-------- Records for the exercise --------

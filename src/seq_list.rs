use std::alloc::{self, Layout};
use std::fmt;
use std::ptr;

/// Errors that can occur in list operations
#[derive(Debug, Clone, Copy, PartialEq, Eq, thiserror::Error)]
pub enum ListError {
    #[error("node allocation failed")]
    Allocation,

    #[error("list is empty")]
    Empty,
}

/// A singly-linked sequential list with head and tail access.
///
/// The head node is owned through an exclusive chain of boxes; `tail` is a
/// non-owning alias of the last node in that chain, kept current by every
/// structural mutation, so appending is O(1).
pub struct List<T> {
    head: Link<T>,
    tail: *mut Node<T>,
    length: usize,
}

type Link<T> = Option<Box<Node<T>>>;

struct Node<T> {
    data: T,
    next: Link<T>,
}

impl<T> Node<T> {
    // Fallible allocation: a failed request reports `Allocation` instead of
    // aborting the process. `next` is pointer-sized, so the layout is never
    // zero-sized.
    fn try_boxed(data: T) -> Result<Box<Node<T>>, ListError> {
        let layout = Layout::new::<Node<T>>();
        let raw = unsafe { alloc::alloc(layout) } as *mut Node<T>;
        if raw.is_null() {
            return Err(ListError::Allocation);
        }
        unsafe {
            raw.write(Node { data, next: None });
            Ok(Box::from_raw(raw))
        }
    }
}

impl<T> List<T> {
    pub fn new() -> List<T> {
        List {
            head: None,
            tail: ptr::null_mut(),
            length: 0,
        }
    }

    /// Builds a list of `len` copies of `fill`.
    pub fn with_size(len: usize, fill: T) -> Result<List<T>, ListError>
    where
        T: Clone,
    {
        let mut list = List::new();
        for _ in 0..len {
            list.push_back(fill.clone())?;
        }
        Ok(list)
    }

    /// Links a freshly allocated node in before the current head. On
    /// allocation failure the list is left exactly as it was.
    pub fn push_front(&mut self, data: T) -> Result<(), ListError> {
        let mut node = Node::try_boxed(data)?;
        if self.tail.is_null() {
            self.tail = &mut *node;
        }
        node.next = self.head.take();
        self.head = Some(node);
        self.length += 1;
        Ok(())
    }

    /// Links a freshly allocated node in after the current tail. On
    /// allocation failure the list is left exactly as it was.
    pub fn push_back(&mut self, data: T) -> Result<(), ListError> {
        let mut node = Node::try_boxed(data)?;
        let raw: *mut Node<T> = &mut *node;
        if self.tail.is_null() {
            self.head = Some(node);
        } else {
            // tail aliases the last node owned through head
            unsafe {
                (*self.tail).next = Some(node);
            }
        }
        self.tail = raw;
        self.length += 1;
        Ok(())
    }

    pub fn len(&self) -> usize {
        self.length
    }

    pub fn is_empty(&self) -> bool {
        self.length == 0
    }

    /// First element, or `Empty` if there is none.
    pub fn front(&self) -> Result<&T, ListError> {
        self.head
            .as_deref()
            .map(|node| &node.data)
            .ok_or(ListError::Empty)
    }

    pub fn front_mut(&mut self) -> Result<&mut T, ListError> {
        self.head
            .as_deref_mut()
            .map(|node| &mut node.data)
            .ok_or(ListError::Empty)
    }

    /// Last element, or `Empty` if there is none.
    pub fn back(&self) -> Result<&T, ListError> {
        if self.tail.is_null() {
            return Err(ListError::Empty);
        }
        unsafe { Ok(&(*self.tail).data) }
    }

    pub fn back_mut(&mut self) -> Result<&mut T, ListError> {
        if self.tail.is_null() {
            return Err(ListError::Empty);
        }
        unsafe { Ok(&mut (*self.tail).data) }
    }

    /// Unlinks and returns the front element, or `None` if the list is
    /// empty. O(1).
    pub fn pop_front(&mut self) -> Option<T> {
        let Node { data, next } = *self.head.take()?;
        self.head = next;
        if self.head.is_none() {
            self.tail = ptr::null_mut();
        }
        self.length -= 1;
        Some(data)
    }

    /// Unlinks and returns the back element, or `None` if the list is
    /// empty.
    ///
    /// O(n): with no backward links, reaching the predecessor of the tail
    /// takes a walk from the head. The tail alias only accelerates
    /// appending.
    pub fn pop_back(&mut self) -> Option<T> {
        if self.length <= 1 {
            return self.pop_front();
        }
        // At least two nodes: walk to the one just before the tail.
        let mut node = self.head.as_deref_mut()?;
        while node.next.as_ref().map_or(false, |next| next.next.is_some()) {
            node = node.next.as_deref_mut()?;
        }
        let last = node.next.take()?;
        self.tail = node;
        self.length -= 1;
        Some(last.data)
    }

    /// Destroys every node. Teardown is iterative so a long chain cannot
    /// overflow the stack through recursive drops.
    pub fn clear(&mut self) {
        let mut next = self.head.take();
        while let Some(mut node) = next {
            next = node.next.take();
        }
        self.tail = ptr::null_mut();
        self.length = 0;
    }

    /// Deep copy into a freshly allocated, independent chain.
    pub fn try_clone(&self) -> Result<List<T>, ListError>
    where
        T: Clone,
    {
        let mut list = List::new();
        let mut cursor = self.head.as_deref();
        while let Some(node) = cursor {
            list.push_back(node.data.clone())?;
            cursor = node.next.as_deref();
        }
        Ok(list)
    }
}

impl<T> Default for List<T> {
    fn default() -> List<T> {
        List::new()
    }
}

impl<T> Drop for List<T> {
    fn drop(&mut self) {
        self.clear();
    }
}

impl<T: Clone> Clone for List<T> {
    fn clone(&self) -> List<T> {
        match self.try_clone() {
            Ok(list) => list,
            // `clone` has no error channel; exhaustion ends the process the
            // way a failed std allocation does
            Err(_) => alloc::handle_alloc_error(Layout::new::<Node<T>>()),
        }
    }
}

impl<T: fmt::Display> fmt::Display for List<T> {
    // Renders elements head to tail, each followed by a single space, with
    // no brackets or trailing newline. Consumers rely on this exact shape.
    fn fmt(&self, f: &mut fmt::Formatter<'_>) -> fmt::Result {
        let mut cursor = self.head.as_deref();
        while let Some(node) = cursor {
            write!(f, "{} ", node.data)?;
            cursor = node.next.as_deref();
        }
        Ok(())
    }
}

impl<T: fmt::Debug> fmt::Debug for List<T> {
    fn fmt(&self, f: &mut fmt::Formatter<'_>) -> fmt::Result {
        let mut entries = f.debug_list();
        let mut cursor = self.head.as_deref();
        while let Some(node) = cursor {
            entries.entry(&node.data);
            cursor = node.next.as_deref();
        }
        entries.finish()
    }
}

impl<T: PartialEq> PartialEq for List<T> {
    fn eq(&self, other: &List<T>) -> bool {
        if self.length != other.length {
            return false;
        }
        let mut a = self.head.as_deref();
        let mut b = other.head.as_deref();
        while let (Some(node_a), Some(node_b)) = (a, b) {
            if node_a.data != node_b.data {
                return false;
            }
            a = node_a.next.as_deref();
            b = node_b.next.as_deref();
        }
        true
    }
}

impl<T: Eq> Eq for List<T> {}
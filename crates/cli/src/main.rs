use anyhow::{Context, Result};
use clap::{Args, Parser, Subcommand};
use tracing::Level;
use uuid::Uuid;

use vertex_client::BpmnClient;
use vertex_types::{CorrelateMessageRequest, StartProcessRequest, Variables};

#[derive(Parser)]
#[command(name = "vertex", about = "Command-line client for the VertexBPMN engine", version)]
struct Cli {
    /// Engine base address (defaults to VERTEX_API_BASE or the local engine)
    #[arg(long, global = true)]
    base: Option<String>,

    #[command(subcommand)]
    command: Command,
}

#[derive(Subcommand)]
enum Command {
    /// Deploy a BPMN model file
    Deploy {
        /// Path to the .bpmn model file
        file: String,
        /// Tenant to scope the deployment to
        #[arg(long)]
        tenant: Option<String>,
    },
    /// Start a process instance by definition key
    Start(StartArgs),
    /// Query the status of a process instance
    Status {
        /// Process instance id
        instance_id: Uuid,
    },
    /// Inspect and control process instances
    #[command(subcommand)]
    Instance(InstanceCommand),
    /// Inspect deployed process definitions
    #[command(subcommand)]
    Definition(DefinitionCommand),
    /// Work with user tasks
    #[command(subcommand)]
    Task(TaskCommand),
    /// Show the audit trail of a process instance
    History {
        /// Process instance id
        instance_id: Uuid,
    },
    /// List incidents recorded by the engine
    Incidents,
    /// Show the variables of a process instance
    Variables {
        /// Process instance id
        instance_id: Uuid,
    },
    /// Correlate a message
    Message {
        /// Message name
        name: String,
        /// Restrict correlation to one instance
        #[arg(long)]
        instance: Option<Uuid>,
        /// Variable in k=v form; v is parsed as JSON when possible
        #[arg(long = "var", value_name = "KEY=VALUE")]
        vars: Vec<String>,
    },
    /// Broadcast a signal
    Signal {
        /// Signal name
        name: String,
        /// Variable in k=v form; v is parsed as JSON when possible
        #[arg(long = "var", value_name = "KEY=VALUE")]
        vars: Vec<String>,
    },
    /// Probe engine health
    Health,
    /// Show engine metrics
    Metrics,
}

#[derive(Args)]
struct StartArgs {
    /// Process definition key (from a prior deploy)
    key: String,
    /// Variable in k=v form; v is parsed as JSON when possible
    #[arg(long = "var", value_name = "KEY=VALUE")]
    vars: Vec<String>,
    /// Business key to attach to the instance
    #[arg(long)]
    business_key: Option<String>,
    /// Tenant to start the instance under
    #[arg(long)]
    tenant: Option<String>,
}

#[derive(Subcommand)]
enum InstanceCommand {
    /// List instances
    List {
        /// Filter by process definition id
        #[arg(long)]
        definition: Option<Uuid>,
        /// Filter by tenant
        #[arg(long)]
        tenant: Option<String>,
    },
    /// Fetch a single instance
    Get { id: Uuid },
    /// Suspend a running instance
    Suspend { id: Uuid },
    /// Resume a suspended instance
    Resume { id: Uuid },
    /// Delete an instance
    Delete { id: Uuid },
}

#[derive(Subcommand)]
enum DefinitionCommand {
    /// List deployed definitions
    List {
        /// Filter by definition key
        #[arg(long)]
        key: Option<String>,
        /// Filter by tenant
        #[arg(long)]
        tenant: Option<String>,
    },
    /// Fetch a single definition
    Get { id: Uuid },
    /// Delete a deployed definition
    Delete { id: Uuid },
}

#[derive(Subcommand)]
enum TaskCommand {
    /// List tasks
    List {
        /// Filter by process instance id
        #[arg(long)]
        instance: Option<Uuid>,
        /// Filter by assignee
        #[arg(long)]
        assignee: Option<String>,
    },
    /// Fetch a single task
    Get { id: Uuid },
    /// Claim a task for a user
    Claim { id: Uuid, user: String },
    /// Complete a task, optionally submitting variables
    Complete {
        id: Uuid,
        /// Variable in k=v form; v is parsed as JSON when possible
        #[arg(long = "var", value_name = "KEY=VALUE")]
        vars: Vec<String>,
    },
    /// Delegate a task to another user
    Delegate { id: Uuid, user: String },
}

#[tokio::main]
async fn main() -> Result<()> {
    init_tracing();
    let cli = Cli::parse();

    let client = match &cli.base {
        Some(base) => BpmnClient::new(base)?,
        None => BpmnClient::from_env()?,
    };
    run(&client, cli.command).await
}

fn init_tracing() {
    let filter = std::env::var("RUST_LOG").unwrap_or_else(|_| "info".into());
    let _ = tracing_subscriber::fmt()
        .with_env_filter(filter)
        .with_max_level(Level::INFO)
        .try_init();
}

async fn run(client: &BpmnClient, command: Command) -> Result<()> {
    match command {
        Command::Deploy { file, tenant } => {
            let definition = client.deploy_process_for_tenant(&file, tenant.as_deref()).await?;
            print_json(&definition)
        }
        Command::Start(args) => {
            let request = StartProcessRequest {
                process_definition_key: args.key,
                variables: optional_variables(&args.vars)?,
                business_key: args.business_key,
                tenant_id: args.tenant,
            };
            let instance = client.start_process_with(request).await?;
            print_json(&instance)
        }
        Command::Status { instance_id } => {
            let status = client.get_process_status(instance_id).await?;
            println!("Status: {}", status);
            Ok(())
        }
        Command::Instance(cmd) => run_instance(client, cmd).await,
        Command::Definition(cmd) => run_definition(client, cmd).await,
        Command::Task(cmd) => run_task(client, cmd).await,
        Command::History { instance_id } => print_json(&client.list_history(instance_id).await?),
        Command::Incidents => print_json(&client.list_incidents().await?),
        Command::Variables { instance_id } => print_json(&client.get_variables(instance_id).await?),
        Command::Message { name, instance, vars } => {
            let request = CorrelateMessageRequest {
                message_name: name,
                process_instance_id: instance.map(|id| id.to_string()),
                variables: optional_variables(&vars)?,
            };
            print_json(&client.correlate_message(request).await?)
        }
        Command::Signal { name, vars } => {
            client.broadcast_signal(&name, optional_variables(&vars)?).await?;
            println!("Signal '{}' broadcast", name);
            Ok(())
        }
        Command::Health => print_json(&client.health().await?),
        Command::Metrics => print_json(&client.metrics().await?),
    }
}

async fn run_instance(client: &BpmnClient, command: InstanceCommand) -> Result<()> {
    match command {
        InstanceCommand::List { definition, tenant } => {
            print_json(&client.list_instances(definition, tenant.as_deref()).await?)
        }
        InstanceCommand::Get { id } => print_json(&client.get_instance(id).await?),
        InstanceCommand::Suspend { id } => {
            client.suspend_instance(id).await?;
            println!("Instance {} suspended", id);
            Ok(())
        }
        InstanceCommand::Resume { id } => {
            client.resume_instance(id).await?;
            println!("Instance {} resumed", id);
            Ok(())
        }
        InstanceCommand::Delete { id } => {
            client.delete_instance(id).await?;
            println!("Instance {} deleted", id);
            Ok(())
        }
    }
}

async fn run_definition(client: &BpmnClient, command: DefinitionCommand) -> Result<()> {
    match command {
        DefinitionCommand::List { key, tenant } => {
            print_json(&client.list_definitions(key.as_deref(), tenant.as_deref()).await?)
        }
        DefinitionCommand::Get { id } => print_json(&client.get_definition(id).await?),
        DefinitionCommand::Delete { id } => {
            client.delete_definition(id).await?;
            println!("Definition {} deleted", id);
            Ok(())
        }
    }
}

async fn run_task(client: &BpmnClient, command: TaskCommand) -> Result<()> {
    match command {
        TaskCommand::List { instance, assignee } => {
            print_json(&client.list_tasks(instance, assignee.as_deref()).await?)
        }
        TaskCommand::Get { id } => print_json(&client.get_task(id).await?),
        TaskCommand::Claim { id, user } => {
            client.claim_task(id, &user).await?;
            println!("Task {} claimed by {}", id, user);
            Ok(())
        }
        TaskCommand::Complete { id, vars } => {
            client.complete_task(id, optional_variables(&vars)?).await?;
            println!("Task {} completed", id);
            Ok(())
        }
        TaskCommand::Delegate { id, user } => {
            client.delegate_task(id, &user).await?;
            println!("Task {} delegated to {}", id, user);
            Ok(())
        }
    }
}

fn print_json<T: serde::Serialize>(value: &T) -> Result<()> {
    println!("{}", serde_json::to_string_pretty(value)?);
    Ok(())
}

/// Parse repeated `k=v` flags into a variables object, or `None` when no
/// flags were given.
fn optional_variables(pairs: &[String]) -> Result<Option<Variables>> {
    if pairs.is_empty() {
        return Ok(None);
    }
    Ok(Some(parse_variables(pairs)?))
}

/// Parse `k=v` pairs into process variables. Values that parse as JSON keep
/// their type (numbers, booleans, objects); everything else is a string.
fn parse_variables(pairs: &[String]) -> Result<Variables> {
    let mut variables = Variables::new();
    for pair in pairs {
        let (key, raw) = pair
            .split_once('=')
            .with_context(|| format!("invalid variable '{}'; expected KEY=VALUE", pair))?;
        anyhow::ensure!(!key.is_empty(), "invalid variable '{}': empty key", pair);
        let value = serde_json::from_str(raw)
            .unwrap_or_else(|_| serde_json::Value::String(raw.to_string()));
        variables.insert(key.to_string(), value);
    }
    Ok(variables)
}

--------

* [Exercise details]
Each line of the entries holding the string "that" should be found and copied.

* [Answer to the exercise]
/// Errors that can occur in list operations
/// non-owning alias of the last node in that chain, kept current by every
/// Parse `k=v` pairs into process variables. Values that parse as JSON keep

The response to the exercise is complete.